The proposed requirements for ADF Trading Centers largely replicate
the requirements applicable to ADF Trading Centers that were proposed
in Regulatory Notice 14-51. In response to comments, however, FINRA
modified the types of identifiers that ADF Trading Centers are required
to report to FINRA. As proposed in Regulatory Notice 14-51 proposal,
ADF Trading Centers were required to report, for each order that is
part of the displayed bid or offer, the unique identifier that the ADF
Trading Center assigned to the order. ADF Trading Centers were also
required to report the quote identifier that it provided to the ADF. In
this proposal, FINRA is requiring that an ADF Trading Center report the
quote identifier that it provided to the ADF if a new order is
transmitted to the ADF, or a new quote identifier even when there is no
change in the order itself (e.g., another order is cancelled making the
order being held the best-priced order in the matching engine). These
requirements will enable FINRA to identify all orders that make up a
specific quote displayed on the ADF, thereby enhancing surveillance of
the ADF, while not unduly burdening ATSs that are ADF Trading Centers
by requiring them to submit their own internal identifiers.

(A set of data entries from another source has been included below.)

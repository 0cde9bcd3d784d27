// ==========================================
// 劳动时间经济核算系统 - 合作
// ==========================================
// 计划方申请加入合作 → 协调者接受/拒绝
// 合作内计划按合作价（成员个体价平均）出售
// 协调权通过转移请求移交，每次移交开启新任期
// ==========================================

use crate::domain::cooperation::Cooperation;
use crate::domain::plan::Plan;
use crate::engine::datetime::DatetimeService;
use crate::engine::error::EngineError;
use crate::engine::price_calculator::PriceCalculator;
use crate::engine::repositories::LedgerRepositories;
use crate::repository::cooperation_repo::{
    close_transfer_request, insert_coordination_tenure, insert_cooperation,
};
use crate::repository::error::RepositoryError;
use crate::repository::PlanQuery;
use rust_decimal::Decimal;
use serde::Serialize;
use std::sync::Arc;
use thiserror::Error;
use tracing::info;
use uuid::Uuid;

#[derive(Error, Debug)]
pub enum CooperationError {
    #[error("企业不存在: {0}")]
    CompanyNotFound(Uuid),

    #[error("合作名称已被使用: {0}")]
    NameAlreadyTaken(String),

    #[error("计划不存在: {0}")]
    PlanNotFound(Uuid),

    #[error("合作不存在: {0}")]
    CooperationNotFound(Uuid),

    #[error("计划未激活: {0}")]
    PlanInactive(Uuid),

    #[error("计划已在合作中")]
    PlanAlreadyCooperating,

    #[error("计划已申请合作")]
    CooperationAlreadyRequested,

    #[error("公共服务计划不能参与合作")]
    PlanIsPublicService,

    #[error("计划未申请加入该合作")]
    CooperationNotRequested,

    #[error("计划不属于该合作")]
    PlanNotInCooperation,

    #[error("只有计划方可以执行此操作")]
    RequesterIsNotPlanner,

    #[error("只有协调者可以执行此操作")]
    RequesterIsNotCoordinator,

    #[error("只有计划方或协调者可以执行此操作")]
    RequesterIsNotPlannerOrCoordinator,

    #[error("候选企业不存在: {0}")]
    CandidateIsNotCompany(Uuid),

    #[error("候选企业已是协调者")]
    CandidateIsCurrentCoordinator,

    #[error("该合作已有未处理的转移请求")]
    TransferAlreadyPending,

    #[error("转移请求不存在: {0}")]
    TransferRequestNotFound(Uuid),

    #[error("转移请求已关闭")]
    TransferRequestClosed,

    #[error("接受方不是候选企业")]
    AcceptingCompanyIsNotCandidate,

    #[error(transparent)]
    Engine(#[from] EngineError),

    #[error(transparent)]
    Repository(#[from] RepositoryError),
}

type CoopResult<T> = Result<T, CooperationError>;

fn find_plan(repos: &LedgerRepositories, plan_id: &Uuid) -> CoopResult<Plan> {
    repos
        .plan_repo
        .get_plan(plan_id)?
        .ok_or(CooperationError::PlanNotFound(*plan_id))
}

fn find_cooperation(repos: &LedgerRepositories, cooperation_id: &Uuid) -> CoopResult<Cooperation> {
    repos
        .cooperation_repo
        .get_cooperation(cooperation_id)?
        .ok_or(CooperationError::CooperationNotFound(*cooperation_id))
}

fn is_coordinator(repos: &LedgerRepositories, cooperation: &Uuid, company: &Uuid) -> CoopResult<bool> {
    Ok(repos
        .cooperation_repo
        .current_coordinator(cooperation)?
        .map_or(false, |c| c.id == *company))
}

// ==========================================
// CreateCooperation
// ==========================================
pub struct CreateCooperation {
    repos: LedgerRepositories,
    datetime: Arc<dyn DatetimeService>,
}

impl CreateCooperation {
    pub fn new(repos: LedgerRepositories, datetime: Arc<dyn DatetimeService>) -> Self {
        Self { repos, datetime }
    }

    /// 返回合作 id；创建者成为首任协调者
    pub fn execute(&self, coordinator: Uuid, name: &str, definition: &str) -> CoopResult<Uuid> {
        if self.repos.company_repo.find_by_id(&coordinator)?.is_none() {
            return Err(CooperationError::CompanyNotFound(coordinator));
        }
        if self.repos.cooperation_repo.find_by_name(name)?.is_some() {
            return Err(CooperationError::NameAlreadyTaken(name.to_string()));
        }
        let now = self.datetime.now();
        let cooperation = self.repos.in_transaction(|conn| -> CoopResult<Cooperation> {
            let cooperation = insert_cooperation(conn, now, name, definition)?;
            insert_coordination_tenure(conn, &coordinator, &cooperation.id, now)?;
            Ok(cooperation)
        })?;
        info!(cooperation_id = %cooperation.id, coordinator = %coordinator, "合作已创建");
        Ok(cooperation.id)
    }
}

// ==========================================
// RequestCooperation
// ==========================================
pub struct RequestCooperation {
    repos: LedgerRepositories,
}

impl RequestCooperation {
    pub fn new(repos: LedgerRepositories) -> Self {
        Self { repos }
    }

    pub fn execute(&self, requester: Uuid, plan_id: Uuid, cooperation_id: Uuid) -> CoopResult<()> {
        let plan = find_plan(&self.repos, &plan_id)?;
        find_cooperation(&self.repos, &cooperation_id)?;
        if !plan.is_active {
            return Err(CooperationError::PlanInactive(plan_id));
        }
        if plan.cooperation.is_some() {
            return Err(CooperationError::PlanAlreadyCooperating);
        }
        if plan.requested_cooperation.is_some() {
            return Err(CooperationError::CooperationAlreadyRequested);
        }
        if plan.is_public_service {
            return Err(CooperationError::PlanIsPublicService);
        }
        if plan.planner != requester {
            return Err(CooperationError::RequesterIsNotPlanner);
        }
        self.repos
            .plan_repo
            .set_requested_cooperation(&plan_id, Some(cooperation_id))?;
        info!(plan_id = %plan_id, cooperation_id = %cooperation_id, "已申请加入合作");
        Ok(())
    }
}

// ==========================================
// AcceptCooperation / DenyCooperation
// ==========================================
pub struct AcceptCooperation {
    repos: LedgerRepositories,
}

impl AcceptCooperation {
    pub fn new(repos: LedgerRepositories) -> Self {
        Self { repos }
    }

    pub fn execute(&self, requester: Uuid, plan_id: Uuid, cooperation_id: Uuid) -> CoopResult<()> {
        let plan = find_plan(&self.repos, &plan_id)?;
        find_cooperation(&self.repos, &cooperation_id)?;
        if !plan.is_active {
            return Err(CooperationError::PlanInactive(plan_id));
        }
        if plan.cooperation.is_some() {
            return Err(CooperationError::PlanAlreadyCooperating);
        }
        if plan.is_public_service {
            return Err(CooperationError::PlanIsPublicService);
        }
        if plan.requested_cooperation != Some(cooperation_id) {
            return Err(CooperationError::CooperationNotRequested);
        }
        if !is_coordinator(&self.repos, &cooperation_id, &requester)? {
            return Err(CooperationError::RequesterIsNotCoordinator);
        }
        self.repos.plan_repo.join_cooperation(&plan_id, &cooperation_id)?;
        info!(plan_id = %plan_id, cooperation_id = %cooperation_id, "计划已加入合作");
        Ok(())
    }
}

pub struct DenyCooperation {
    repos: LedgerRepositories,
}

impl DenyCooperation {
    pub fn new(repos: LedgerRepositories) -> Self {
        Self { repos }
    }

    pub fn execute(&self, requester: Uuid, plan_id: Uuid, cooperation_id: Uuid) -> CoopResult<()> {
        let plan = find_plan(&self.repos, &plan_id)?;
        find_cooperation(&self.repos, &cooperation_id)?;
        if plan.requested_cooperation != Some(cooperation_id) {
            return Err(CooperationError::CooperationNotRequested);
        }
        if !is_coordinator(&self.repos, &cooperation_id, &requester)? {
            return Err(CooperationError::RequesterIsNotCoordinator);
        }
        self.repos.plan_repo.set_requested_cooperation(&plan_id, None)?;
        info!(plan_id = %plan_id, cooperation_id = %cooperation_id, "合作申请已拒绝");
        Ok(())
    }
}

// ==========================================
// CancelCooperationSolicitation
// ==========================================
pub struct CancelCooperationSolicitation {
    repos: LedgerRepositories,
}

impl CancelCooperationSolicitation {
    pub fn new(repos: LedgerRepositories) -> Self {
        Self { repos }
    }

    /// 有申请且请求方是计划方时撤回并返回 true
    pub fn execute(&self, requester: Uuid, plan_id: Uuid) -> CoopResult<bool> {
        let plan = match self.repos.plan_repo.get_plan(&plan_id)? {
            Some(p) => p,
            None => return Ok(false),
        };
        if plan.planner != requester || plan.requested_cooperation.is_none() {
            return Ok(false);
        }
        self.repos.plan_repo.set_requested_cooperation(&plan_id, None)?;
        info!(plan_id = %plan_id, "合作申请已撤回");
        Ok(true)
    }
}

// ==========================================
// EndCooperation
// ==========================================
pub struct EndCooperation {
    repos: LedgerRepositories,
}

impl EndCooperation {
    pub fn new(repos: LedgerRepositories) -> Self {
        Self { repos }
    }

    pub fn execute(&self, requester: Uuid, plan_id: Uuid, cooperation_id: Uuid) -> CoopResult<()> {
        let plan = find_plan(&self.repos, &plan_id)?;
        find_cooperation(&self.repos, &cooperation_id)?;
        if plan.cooperation != Some(cooperation_id) {
            return Err(CooperationError::PlanNotInCooperation);
        }
        if plan.planner != requester && !is_coordinator(&self.repos, &cooperation_id, &requester)? {
            return Err(CooperationError::RequesterIsNotPlannerOrCoordinator);
        }
        self.repos.plan_repo.set_cooperation(&plan_id, None)?;
        info!(plan_id = %plan_id, cooperation_id = %cooperation_id, "计划已退出合作");
        Ok(())
    }
}

// ==========================================
// 合作相关列表
// ==========================================
#[derive(Debug, Clone, PartialEq, Eq, Serialize)]
pub struct CooperatingPlanInfo {
    pub plan_id: Uuid,
    pub plan_name: String,
    pub cooperation_id: Uuid,
    pub cooperation_name: String,
}

#[derive(Debug, Clone, PartialEq, Eq, Serialize)]
pub struct CooperationRequestInfo {
    pub plan_id: Uuid,
    pub plan_name: String,
    pub planner_id: Uuid,
    pub planner_name: String,
    pub cooperation_id: Uuid,
    pub cooperation_name: String,
}

pub struct ListMyCooperatingPlans {
    repos: LedgerRepositories,
}

impl ListMyCooperatingPlans {
    pub fn new(repos: LedgerRepositories) -> Self {
        Self { repos }
    }

    pub fn execute(&self, company: Uuid) -> CoopResult<Vec<CooperatingPlanInfo>> {
        if self.repos.company_repo.find_by_id(&company)?.is_none() {
            return Err(CooperationError::CompanyNotFound(company));
        }
        let plans = self
            .repos
            .plan_repo
            .query_plans(&PlanQuery::new().planned_by(company).that_are_cooperating())?;
        let mut infos = Vec::with_capacity(plans.len());
        for plan in plans {
            let cooperation = match plan.cooperation {
                Some(c) => find_cooperation(&self.repos, &c)?,
                None => continue,
            };
            infos.push(CooperatingPlanInfo {
                plan_id: plan.id,
                plan_name: plan.product_name,
                cooperation_id: cooperation.id,
                cooperation_name: cooperation.name,
            });
        }
        Ok(infos)
    }
}

/// 协调者收到的加入申请 / 计划方发出的加入申请
pub struct ListCooperationRequests {
    repos: LedgerRepositories,
}
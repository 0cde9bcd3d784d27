// ==========================================
// 劳动时间经济核算系统 - 合作与协调者任期
// ==========================================
// 合作: 一组计划共享平均（合作）价格
// 协调者: 最近一次任期的企业
// ==========================================

use chrono::NaiveDateTime;
use serde::{Deserialize, Serialize};
use uuid::Uuid;

#[derive(Debug, Clone, PartialEq, Eq, Serialize, Deserialize)]
pub struct Cooperation {
    pub id: Uuid,
    pub creation_date: NaiveDateTime,
    pub name: String,
    pub definition: String,
}

#[derive(Debug, Clone, PartialEq, Eq, Serialize, Deserialize)]
pub struct CoordinationTenure {
    pub id: Uuid,
    pub company: Uuid,
    pub cooperation: Uuid,
    pub start_date: NaiveDateTime,
}

#[derive(Debug, Clone, PartialEq, Eq, Serialize, Deserialize)]
pub struct CoordinationTransferRequest {
    pub id: Uuid,
    pub requesting_tenure: Uuid,
    pub candidate: Uuid,
    pub request_date: NaiveDateTime,
    pub is_closed: bool,
}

If the Commission approves the proposed rule change, FINRA will
announce the effective date of the proposed rule change no later than
90 days following Commission approval. The effective date will be no
later than 180 days following Commission approval.
2. Statutory Basis
FINRA believes that the proposed rule change is consistent with the
provisions of Section 15A(b)(6) of the Act,\10\ which requires, among
other things, that FINRA rules must be designed to prevent fraudulent
and manipulative acts and practices, to promote just and equitable
principles of trade, and, in general, to protect investors and the
public interest, and Section 15A(b)(9) of the Act,\11\ which requires
that FINRA rules not impose any burden on competition that is not
necessary or appropriate.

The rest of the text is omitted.